Geography
- Location: Francistown, North East District, Botswana
- Coordinates: 21°10′25″S 27°30′45″E﻿ / ﻿21.17361°S 27.51250°E

Organisation
- Care system: Public
- Type: District General
- Affiliated university: None
- Patron: None

Services
- Emergency department: 24 Hours
- Beds: 550 beds

Helipads
- Helipad: No

History
- Founded: 1989

Links
- Other links: List of hospitals in Botswana

= Nyangabgwe Referral Hospital =

Hospital in Botswana

Nyangabgwe Referral Hospital is a district general hospital in Francistown, Botswana, The hospital was established in 1989.

== History ==
Nyangabgwe Referral Hospital was established in 1989. It is a Government of Botswana health institution. The hospital is located in the second largest city of Botswana called Francistown. Nyangabgwe has 550 beds, (120-150) beds at the Internal Medicine Department. It is connected to the government of Botswana database system.

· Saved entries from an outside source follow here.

//! Decoding of search index source text.
//!
//! The generator writes the index as a script, `var documenterSearchIndex = {"docs": [...]}`,
//! so the client widget can pick it up as a global. Plain JSON is accepted too.

use crate::error::ParseError;
use regex::Regex;
use std::sync::LazyLock;

static ASSIGNMENT: LazyLock<Regex> = LazyLock::new(|| {
    Regex::new(r"^\s*(?:var|let|const)\s+[A-Za-z_$][A-Za-z0-9_$]*\s*=\s*")
        .expect("assignment pattern is valid")
});

/// How the payload was wrapped in the source text.
#[derive(Debug, Clone, Copy, PartialEq, Eq)]
pub enum SourceFormat {
    /// A bare JSON object
    Json,
    /// A JavaScript global assignment around the JSON object
    Script,
}

/// Strips an optional script assignment and returns the JSON payload.
///
/// Input that already starts like a JSON value is returned as is, so a wrongly
/// shaped document is reported by its shape rather than as a bad script.
pub(crate) fn json_payload(source: &str) -> Result<(&str, SourceFormat), ParseError> {
    let trimmed = source.trim_start_matches('\u{feff}').trim_start();
    if trimmed.starts_with(['{', '[']) {
        return Ok((trimmed, SourceFormat::Json));
    }

    let Some(prefix) = ASSIGNMENT.find(trimmed) else {
        let preview: String = trimmed.chars().take(40).collect();
        return Err(ParseError::Script(format!("no assignment found near `{}`", preview)));
    };

    let payload = trimmed[prefix.end()..].trim_end();
    let payload = payload.strip_suffix(';').unwrap_or(payload).trim_end();
    if payload.is_empty() {
        return Err(ParseError::Script("assignment has no value".to_string()));
    }

    Ok((payload, SourceFormat::Script))
}
//! Text rendering shared by tool handlers and the CLI.

use crate::index::Record;
use std::fmt::Write as _;

/// Longest body excerpt shown under a result line.
const SUMMARY_CHARS: usize = 160;

/// Appends one numbered fragment: title, category and page, then a short excerpt.
pub(crate) fn write_record(output: &mut String, number: usize, record: &Record) {
    let _ = writeln!(
        output,
        "{}. `{}` ({}) - {} › {}",
        number, record.title, record.category, record.page, record.location
    );
    if let Some(summary) = record.summary() {
        let _ = writeln!(output, "   {}", truncate(summary, SUMMARY_CHARS));
    }
}

/// Cuts text to at most `max` characters, marking the cut with an ellipsis.
pub(crate) fn truncate(text: &str, max: usize) -> std::borrow::Cow<'_, str> {
    match text.char_indices().nth(max) {
        Some((cut, _)) => format!("{}…", &text[..cut]).into(),
        None => text.into(),
    }
}

/// Appends the "and N more" footer when results were cut off by `limit`.
pub(crate) fn write_remaining(output: &mut String, total: usize, shown: usize) {
    if total > shown {
        let _ = writeln!(
            output,
            "\n… and {} more (raise `limit` to see them)",
            total - shown
        );
    }
}
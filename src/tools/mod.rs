//! MCP tool handlers, shared with the command-line interface.

pub mod category;
pub mod find_indexes;
pub(crate) mod format;
pub mod pages;
pub mod search;
pub mod set_index;

pub use category::*;
pub use find_indexes::*;
pub use pages::*;
pub use search::*;
pub use set_index::*;

use crate::cache::LoadedIndex;
use crate::state::DocState;
use std::sync::Arc;

/// The index a query runs against: the one named in the request, or the active one.
pub(crate) async fn resolve_index(
    state: &DocState,
    index: Option<&str>,
) -> Result<Arc<LoadedIndex>, String> {
    let loaded = match index {
        Some(path) => state.get(&resolve_index_path(path)).await,
        None => state.active().await,
    };
    loaded.map_err(|e| format!("{:#}", e))
}
use std::str::FromStr;

use crate::callback::Callback;
use crate::errors::ChatError;
use crate::models::ChatItem;

/// ====== 다운로드 파라미터 ======

/// YouTube 전용: 어떤 채팅 피드를 받을지 선택합니다.
#[derive(Debug, Clone, Copy, PartialEq, Eq, Default)]
pub enum ChatType {
    /// 전체 채팅 (기본값)
    #[default]
    Live,
    /// 인기 채팅
    Top,
}

impl FromStr for ChatType {
    type Err = ChatError;

    fn from_str(s: &str) -> Result<Self, Self::Err> {
        match s.to_ascii_lowercase().as_str() {
            "live" => Ok(Self::Live),
            "top" => Ok(Self::Top),
            other => Err(ChatError::Parsing(format!("unknown chat type: {}", other))),
        }
    }
}

/// fetch 호출 한 번의 전체 설정.
///
/// `messages`는 반환값이 아니라 여기에 누적됩니다 — 수집 도중 실패하거나
/// 인터럽트가 걸려도 그때까지 모은 메시지를 호출자가 그대로 읽을 수 있게
/// 하기 위함입니다. 수집하는 동안에는 읽기 전용으로 취급합니다.
#[derive(Debug, Default)]
pub struct DownloadParams {
    /// 대상 스트림/비디오 URL (필수, 기본값 없음)
    pub url: String,
    /// 누적 메시지 목록. 교체하지 않고 이어 붙입니다.
    pub messages: Vec<ChatItem>,
    /// 다시보기 모드: 이 오프셋(초) 이전 메시지는 버림
    pub start_time: Option<f64>,
    /// 다시보기 모드: 이 오프셋(초) 이후 메시지는 버림
    pub end_time: Option<f64>,
    /// 정규화된 메시지마다 한 번씩 호출되는 콜백
    pub callback: Option<Callback>,
    /// 일시적 fetch 실패 재시도 상한
    pub max_attempts: Option<u32>,
    /// N개 수집 후 중단
    pub max_messages: Option<usize>,
    /// 유지할 메시지 카테고리 필터
    pub message_types: Option<Vec<String>>,
    /// YouTube 전용 모드 선택
    pub chat_type: Option<ChatType>,
    /// N초 동안 새 메시지가 없으면 중단
    pub timeout: Option<f64>,
    /// 폴링 사이 대기 시간 (초). 인터럽트가 끼어들 수 있도록 짧게 유지
    pub message_receive_timeout: Option<f64>,
}

impl DownloadParams {
    pub fn new(url: impl Into<String>) -> Self {
        Self {
            url: url.into(),
            ..Default::default()
        }
    }

    /// 문서화된 기본값을 비어 있는 필드에만 채워 넣습니다.
    /// 호출자가 지정한 값은 절대 덮어쓰지 않으며, 두 번 호출해도 결과가 같습니다.
    pub fn fill_defaults(&mut self) {
        if self.max_attempts.is_none() {
            self.max_attempts = Some(30);
        }
        if self.message_types.is_none() {
            self.message_types = Some(vec!["messages".to_string()]);
        }
        if self.chat_type.is_none() {
            self.chat_type = Some(ChatType::Live);
        }
        if self.message_receive_timeout.is_none() {
            self.message_receive_timeout = Some(0.1);
        }
        // start_time / end_time / callback / max_messages / timeout은 기본값이 "없음"
    }
}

=== Internal Medicine Department ===
This department serves several wards at the hospital from the male medical ward, female medical ward, private ward and isolation ward.

==Services==
The hospital's 24-hour emergency department is able to cater for adults and children. The hospital departments include a Rehabilitation Centre, pharmacy, anti-retroviral treatment for patients with HIV infection and AIDS, post-trauma counseling services, occupational services, laundry services, kitchen services and a mortuary.

== Facilities ==
Nyangabgwe Referral hospital has an annex, consisting of about 550 beds, space with the basic medical equipment for conducting series of diagnostic test.